> _PROBLEM STATEMENT_:
Show all lines from the records below in which the string "impl" is present.

[Stored items]
*** Block opens ***

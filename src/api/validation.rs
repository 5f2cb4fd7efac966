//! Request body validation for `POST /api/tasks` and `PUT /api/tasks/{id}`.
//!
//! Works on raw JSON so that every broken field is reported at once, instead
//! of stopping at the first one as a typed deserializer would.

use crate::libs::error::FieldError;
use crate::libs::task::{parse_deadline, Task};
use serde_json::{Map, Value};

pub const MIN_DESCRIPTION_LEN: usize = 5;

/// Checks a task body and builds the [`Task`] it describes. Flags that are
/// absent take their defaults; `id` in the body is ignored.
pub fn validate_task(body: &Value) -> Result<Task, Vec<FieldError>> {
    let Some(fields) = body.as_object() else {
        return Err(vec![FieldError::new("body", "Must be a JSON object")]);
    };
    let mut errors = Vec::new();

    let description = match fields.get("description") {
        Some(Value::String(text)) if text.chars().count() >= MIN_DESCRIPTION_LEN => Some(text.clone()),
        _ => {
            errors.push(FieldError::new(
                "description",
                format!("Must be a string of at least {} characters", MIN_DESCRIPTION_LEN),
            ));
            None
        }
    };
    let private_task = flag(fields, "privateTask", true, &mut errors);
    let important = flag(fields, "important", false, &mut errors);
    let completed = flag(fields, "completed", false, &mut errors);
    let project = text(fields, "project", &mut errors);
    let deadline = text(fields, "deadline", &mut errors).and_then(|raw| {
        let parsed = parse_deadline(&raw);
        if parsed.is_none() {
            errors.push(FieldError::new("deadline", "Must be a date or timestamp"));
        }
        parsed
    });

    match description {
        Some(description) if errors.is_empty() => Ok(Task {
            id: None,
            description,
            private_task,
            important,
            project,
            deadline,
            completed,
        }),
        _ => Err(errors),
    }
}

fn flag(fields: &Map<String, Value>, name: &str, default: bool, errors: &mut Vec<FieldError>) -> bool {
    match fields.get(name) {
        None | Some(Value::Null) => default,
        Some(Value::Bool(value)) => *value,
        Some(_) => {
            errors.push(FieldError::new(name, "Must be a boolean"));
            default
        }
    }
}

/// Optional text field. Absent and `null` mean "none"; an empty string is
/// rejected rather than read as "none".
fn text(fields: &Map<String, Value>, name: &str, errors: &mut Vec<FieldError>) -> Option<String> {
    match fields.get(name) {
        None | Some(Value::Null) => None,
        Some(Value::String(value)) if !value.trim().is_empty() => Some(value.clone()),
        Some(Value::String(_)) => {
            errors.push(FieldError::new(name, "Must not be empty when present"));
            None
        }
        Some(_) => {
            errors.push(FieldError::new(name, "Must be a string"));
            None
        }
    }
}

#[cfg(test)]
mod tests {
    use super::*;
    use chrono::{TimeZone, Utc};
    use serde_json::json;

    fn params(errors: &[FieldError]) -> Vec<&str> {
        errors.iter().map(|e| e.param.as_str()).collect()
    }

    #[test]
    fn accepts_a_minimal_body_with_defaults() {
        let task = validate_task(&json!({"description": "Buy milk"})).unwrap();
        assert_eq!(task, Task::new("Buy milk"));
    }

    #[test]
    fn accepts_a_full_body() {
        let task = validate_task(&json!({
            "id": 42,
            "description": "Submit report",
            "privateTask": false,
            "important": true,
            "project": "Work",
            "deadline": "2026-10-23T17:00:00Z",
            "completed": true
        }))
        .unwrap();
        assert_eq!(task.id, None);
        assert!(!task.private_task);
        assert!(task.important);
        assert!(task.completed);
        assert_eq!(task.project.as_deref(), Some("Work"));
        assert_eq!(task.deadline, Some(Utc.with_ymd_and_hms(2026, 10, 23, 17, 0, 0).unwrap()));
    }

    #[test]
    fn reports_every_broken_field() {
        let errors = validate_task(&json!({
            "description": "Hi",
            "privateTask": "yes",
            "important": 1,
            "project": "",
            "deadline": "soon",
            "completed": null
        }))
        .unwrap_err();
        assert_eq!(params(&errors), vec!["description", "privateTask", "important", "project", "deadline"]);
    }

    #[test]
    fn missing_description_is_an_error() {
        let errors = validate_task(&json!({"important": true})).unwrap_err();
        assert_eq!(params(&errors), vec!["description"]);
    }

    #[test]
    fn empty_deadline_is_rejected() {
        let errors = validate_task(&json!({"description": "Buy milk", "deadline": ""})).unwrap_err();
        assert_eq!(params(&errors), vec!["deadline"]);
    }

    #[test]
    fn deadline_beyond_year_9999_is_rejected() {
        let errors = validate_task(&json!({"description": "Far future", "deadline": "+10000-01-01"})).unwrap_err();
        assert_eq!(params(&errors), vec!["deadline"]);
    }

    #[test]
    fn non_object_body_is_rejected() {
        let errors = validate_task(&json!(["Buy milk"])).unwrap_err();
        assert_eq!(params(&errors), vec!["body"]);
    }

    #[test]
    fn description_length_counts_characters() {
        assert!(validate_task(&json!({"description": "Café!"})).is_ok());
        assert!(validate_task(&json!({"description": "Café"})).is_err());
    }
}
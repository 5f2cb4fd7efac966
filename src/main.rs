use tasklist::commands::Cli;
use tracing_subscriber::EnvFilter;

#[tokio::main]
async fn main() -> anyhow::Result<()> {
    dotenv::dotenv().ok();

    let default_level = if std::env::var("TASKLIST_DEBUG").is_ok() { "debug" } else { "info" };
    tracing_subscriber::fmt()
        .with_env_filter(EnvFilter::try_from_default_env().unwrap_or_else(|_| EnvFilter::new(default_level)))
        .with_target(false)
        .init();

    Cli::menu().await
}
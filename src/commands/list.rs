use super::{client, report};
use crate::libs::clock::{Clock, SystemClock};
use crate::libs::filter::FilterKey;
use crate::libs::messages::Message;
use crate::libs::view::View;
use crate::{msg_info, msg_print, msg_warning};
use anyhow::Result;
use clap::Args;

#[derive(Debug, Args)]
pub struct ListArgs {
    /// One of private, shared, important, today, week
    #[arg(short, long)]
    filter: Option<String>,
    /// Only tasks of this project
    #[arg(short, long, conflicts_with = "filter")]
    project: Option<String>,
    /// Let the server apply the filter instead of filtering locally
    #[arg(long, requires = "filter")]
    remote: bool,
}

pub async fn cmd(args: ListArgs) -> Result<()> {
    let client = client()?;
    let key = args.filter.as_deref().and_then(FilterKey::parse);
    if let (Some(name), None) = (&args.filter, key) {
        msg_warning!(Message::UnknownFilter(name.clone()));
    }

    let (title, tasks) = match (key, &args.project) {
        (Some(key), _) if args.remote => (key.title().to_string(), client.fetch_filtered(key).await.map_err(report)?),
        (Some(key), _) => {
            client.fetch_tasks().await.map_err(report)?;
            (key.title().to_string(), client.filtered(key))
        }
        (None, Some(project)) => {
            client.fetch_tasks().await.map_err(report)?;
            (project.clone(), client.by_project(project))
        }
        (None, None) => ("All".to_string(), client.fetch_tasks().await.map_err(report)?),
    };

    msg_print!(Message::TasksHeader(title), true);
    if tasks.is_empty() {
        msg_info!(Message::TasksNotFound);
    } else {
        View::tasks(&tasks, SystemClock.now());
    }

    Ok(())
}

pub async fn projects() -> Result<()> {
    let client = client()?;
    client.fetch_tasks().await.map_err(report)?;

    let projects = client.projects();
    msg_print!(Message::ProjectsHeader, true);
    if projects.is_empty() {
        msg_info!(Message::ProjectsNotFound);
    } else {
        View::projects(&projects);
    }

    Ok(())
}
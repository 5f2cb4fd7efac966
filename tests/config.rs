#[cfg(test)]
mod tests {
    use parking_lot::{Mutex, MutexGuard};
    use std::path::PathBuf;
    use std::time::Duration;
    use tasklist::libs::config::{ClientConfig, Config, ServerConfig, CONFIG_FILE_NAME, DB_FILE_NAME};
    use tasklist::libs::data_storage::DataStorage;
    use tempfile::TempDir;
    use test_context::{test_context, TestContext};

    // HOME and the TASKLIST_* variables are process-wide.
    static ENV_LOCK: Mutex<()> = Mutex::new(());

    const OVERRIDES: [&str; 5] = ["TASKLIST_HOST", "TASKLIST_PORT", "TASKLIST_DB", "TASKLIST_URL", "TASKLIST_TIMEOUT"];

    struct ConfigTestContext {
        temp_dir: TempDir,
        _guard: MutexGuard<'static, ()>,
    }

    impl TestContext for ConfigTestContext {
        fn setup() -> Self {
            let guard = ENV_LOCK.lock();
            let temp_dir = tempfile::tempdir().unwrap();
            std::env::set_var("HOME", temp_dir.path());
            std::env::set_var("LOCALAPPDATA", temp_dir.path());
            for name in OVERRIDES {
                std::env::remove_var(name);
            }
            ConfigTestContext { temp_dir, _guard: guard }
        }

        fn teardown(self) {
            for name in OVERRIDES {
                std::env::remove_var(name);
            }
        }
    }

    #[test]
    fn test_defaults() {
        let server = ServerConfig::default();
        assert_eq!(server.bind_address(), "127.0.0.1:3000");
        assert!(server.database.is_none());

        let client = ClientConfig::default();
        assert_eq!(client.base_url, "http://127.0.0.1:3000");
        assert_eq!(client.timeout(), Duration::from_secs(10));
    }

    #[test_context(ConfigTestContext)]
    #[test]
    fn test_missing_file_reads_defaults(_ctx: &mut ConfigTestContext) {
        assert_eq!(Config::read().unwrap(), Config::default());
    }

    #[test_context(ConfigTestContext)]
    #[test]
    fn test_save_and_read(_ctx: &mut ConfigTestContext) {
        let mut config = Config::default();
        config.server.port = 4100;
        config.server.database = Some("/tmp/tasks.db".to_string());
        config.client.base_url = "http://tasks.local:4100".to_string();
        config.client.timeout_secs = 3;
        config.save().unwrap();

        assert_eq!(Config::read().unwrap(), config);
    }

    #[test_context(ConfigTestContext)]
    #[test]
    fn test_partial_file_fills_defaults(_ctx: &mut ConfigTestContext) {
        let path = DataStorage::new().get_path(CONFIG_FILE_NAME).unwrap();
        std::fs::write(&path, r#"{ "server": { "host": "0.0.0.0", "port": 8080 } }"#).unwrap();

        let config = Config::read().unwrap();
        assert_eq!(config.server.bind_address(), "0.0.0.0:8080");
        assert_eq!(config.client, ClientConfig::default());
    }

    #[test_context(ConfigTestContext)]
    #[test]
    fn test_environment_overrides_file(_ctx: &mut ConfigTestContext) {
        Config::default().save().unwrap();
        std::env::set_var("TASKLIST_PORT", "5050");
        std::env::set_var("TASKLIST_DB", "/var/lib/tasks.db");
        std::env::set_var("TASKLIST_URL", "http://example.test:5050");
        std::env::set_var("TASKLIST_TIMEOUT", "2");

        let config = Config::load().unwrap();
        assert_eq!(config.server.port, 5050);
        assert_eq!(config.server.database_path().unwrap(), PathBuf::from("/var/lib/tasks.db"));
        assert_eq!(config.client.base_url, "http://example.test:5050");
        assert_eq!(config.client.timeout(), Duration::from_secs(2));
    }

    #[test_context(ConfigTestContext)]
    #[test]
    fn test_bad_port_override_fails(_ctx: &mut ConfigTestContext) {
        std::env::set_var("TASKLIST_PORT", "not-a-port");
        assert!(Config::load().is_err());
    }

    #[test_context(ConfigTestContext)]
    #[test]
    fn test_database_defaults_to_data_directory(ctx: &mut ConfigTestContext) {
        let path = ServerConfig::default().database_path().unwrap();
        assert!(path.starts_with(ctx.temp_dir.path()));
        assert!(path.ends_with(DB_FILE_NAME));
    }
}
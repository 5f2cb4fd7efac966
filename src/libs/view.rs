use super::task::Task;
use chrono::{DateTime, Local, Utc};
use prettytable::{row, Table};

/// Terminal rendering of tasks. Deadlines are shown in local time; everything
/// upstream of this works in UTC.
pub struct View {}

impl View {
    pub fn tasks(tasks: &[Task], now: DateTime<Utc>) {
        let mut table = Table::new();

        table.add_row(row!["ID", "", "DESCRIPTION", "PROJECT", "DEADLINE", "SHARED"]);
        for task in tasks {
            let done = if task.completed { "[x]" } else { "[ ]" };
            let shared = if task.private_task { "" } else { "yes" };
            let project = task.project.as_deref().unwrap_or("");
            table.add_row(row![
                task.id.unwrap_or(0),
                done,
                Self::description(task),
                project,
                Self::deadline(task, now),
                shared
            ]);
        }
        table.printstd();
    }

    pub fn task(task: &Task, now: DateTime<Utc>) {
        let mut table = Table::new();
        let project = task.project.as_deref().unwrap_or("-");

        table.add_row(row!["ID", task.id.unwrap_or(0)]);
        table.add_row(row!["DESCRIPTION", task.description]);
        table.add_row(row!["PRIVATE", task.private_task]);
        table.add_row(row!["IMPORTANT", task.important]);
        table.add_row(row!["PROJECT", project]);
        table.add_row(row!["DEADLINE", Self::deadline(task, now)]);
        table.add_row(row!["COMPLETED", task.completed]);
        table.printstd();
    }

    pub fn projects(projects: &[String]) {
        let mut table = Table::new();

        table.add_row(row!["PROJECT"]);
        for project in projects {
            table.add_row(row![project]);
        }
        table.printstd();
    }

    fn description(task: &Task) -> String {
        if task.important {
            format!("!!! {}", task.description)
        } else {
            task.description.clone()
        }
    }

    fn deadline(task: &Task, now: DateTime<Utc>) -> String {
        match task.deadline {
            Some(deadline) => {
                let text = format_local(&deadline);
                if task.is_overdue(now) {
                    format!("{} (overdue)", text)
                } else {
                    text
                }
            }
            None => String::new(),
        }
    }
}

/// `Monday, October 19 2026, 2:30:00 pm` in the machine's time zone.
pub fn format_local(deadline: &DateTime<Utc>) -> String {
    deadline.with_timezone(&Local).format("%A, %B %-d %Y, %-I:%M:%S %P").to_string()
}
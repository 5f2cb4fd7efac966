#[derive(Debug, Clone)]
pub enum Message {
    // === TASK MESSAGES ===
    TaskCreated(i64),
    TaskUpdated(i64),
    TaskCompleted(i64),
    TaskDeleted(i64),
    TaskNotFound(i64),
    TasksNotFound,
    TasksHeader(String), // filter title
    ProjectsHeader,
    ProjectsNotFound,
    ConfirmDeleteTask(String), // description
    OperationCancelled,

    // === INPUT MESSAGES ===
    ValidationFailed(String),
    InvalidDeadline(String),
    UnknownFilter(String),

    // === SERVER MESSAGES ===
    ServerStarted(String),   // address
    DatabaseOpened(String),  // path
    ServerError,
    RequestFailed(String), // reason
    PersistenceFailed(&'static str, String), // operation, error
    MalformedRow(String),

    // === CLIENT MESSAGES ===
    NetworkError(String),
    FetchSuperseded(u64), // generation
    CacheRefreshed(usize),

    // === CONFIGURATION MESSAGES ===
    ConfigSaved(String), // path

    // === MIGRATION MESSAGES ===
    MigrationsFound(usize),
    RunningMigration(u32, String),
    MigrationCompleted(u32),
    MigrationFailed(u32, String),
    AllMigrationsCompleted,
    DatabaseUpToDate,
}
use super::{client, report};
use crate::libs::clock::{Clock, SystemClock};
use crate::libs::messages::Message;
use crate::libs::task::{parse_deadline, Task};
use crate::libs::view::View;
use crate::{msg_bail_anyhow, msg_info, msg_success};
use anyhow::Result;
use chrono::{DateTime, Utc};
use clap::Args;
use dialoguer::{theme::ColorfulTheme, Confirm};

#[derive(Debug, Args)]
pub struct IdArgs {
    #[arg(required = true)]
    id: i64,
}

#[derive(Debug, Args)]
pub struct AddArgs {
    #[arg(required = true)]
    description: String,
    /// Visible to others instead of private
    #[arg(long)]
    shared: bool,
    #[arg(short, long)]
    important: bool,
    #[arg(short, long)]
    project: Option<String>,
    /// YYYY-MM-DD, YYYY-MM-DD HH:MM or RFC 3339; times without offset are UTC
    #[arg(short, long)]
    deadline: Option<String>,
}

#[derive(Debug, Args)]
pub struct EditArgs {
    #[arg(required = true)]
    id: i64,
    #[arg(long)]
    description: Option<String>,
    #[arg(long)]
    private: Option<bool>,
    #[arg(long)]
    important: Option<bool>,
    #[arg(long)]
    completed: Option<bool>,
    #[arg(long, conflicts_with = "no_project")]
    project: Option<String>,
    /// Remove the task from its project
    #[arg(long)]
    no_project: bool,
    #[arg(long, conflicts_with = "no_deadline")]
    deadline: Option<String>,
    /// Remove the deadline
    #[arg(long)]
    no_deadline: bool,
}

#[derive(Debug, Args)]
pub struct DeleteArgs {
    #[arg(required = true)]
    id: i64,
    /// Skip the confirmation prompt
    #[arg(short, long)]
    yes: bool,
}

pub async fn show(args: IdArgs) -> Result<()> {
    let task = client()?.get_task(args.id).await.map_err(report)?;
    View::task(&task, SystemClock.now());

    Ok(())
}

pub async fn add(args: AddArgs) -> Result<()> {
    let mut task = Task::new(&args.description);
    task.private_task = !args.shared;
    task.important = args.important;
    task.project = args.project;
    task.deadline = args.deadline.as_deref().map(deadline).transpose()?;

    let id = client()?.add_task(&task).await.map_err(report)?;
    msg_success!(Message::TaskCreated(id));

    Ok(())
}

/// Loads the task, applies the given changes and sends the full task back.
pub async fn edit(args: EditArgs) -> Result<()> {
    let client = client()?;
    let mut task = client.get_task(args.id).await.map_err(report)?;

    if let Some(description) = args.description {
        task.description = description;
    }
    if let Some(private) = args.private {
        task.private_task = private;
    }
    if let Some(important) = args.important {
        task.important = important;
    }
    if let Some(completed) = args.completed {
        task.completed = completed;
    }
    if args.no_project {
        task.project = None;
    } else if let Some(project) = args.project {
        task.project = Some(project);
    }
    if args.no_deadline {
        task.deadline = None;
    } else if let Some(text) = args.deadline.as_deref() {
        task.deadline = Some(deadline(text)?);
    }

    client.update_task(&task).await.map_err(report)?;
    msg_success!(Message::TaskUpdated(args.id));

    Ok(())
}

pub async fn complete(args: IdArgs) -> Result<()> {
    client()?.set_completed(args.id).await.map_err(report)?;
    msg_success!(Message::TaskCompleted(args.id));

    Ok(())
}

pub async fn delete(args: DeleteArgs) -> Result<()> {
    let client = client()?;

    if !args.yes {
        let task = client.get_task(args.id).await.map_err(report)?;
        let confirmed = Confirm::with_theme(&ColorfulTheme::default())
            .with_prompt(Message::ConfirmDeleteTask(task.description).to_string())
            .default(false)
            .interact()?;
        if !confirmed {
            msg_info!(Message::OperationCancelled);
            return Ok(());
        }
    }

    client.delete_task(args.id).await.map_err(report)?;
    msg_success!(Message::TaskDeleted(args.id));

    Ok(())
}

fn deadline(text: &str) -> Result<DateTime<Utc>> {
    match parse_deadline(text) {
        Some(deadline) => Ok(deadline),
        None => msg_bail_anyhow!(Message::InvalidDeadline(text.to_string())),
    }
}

*** Block closes ***

> _WRITTEN SOLUTION_:
    impl TestContext for ConfigTestContext {
impl View {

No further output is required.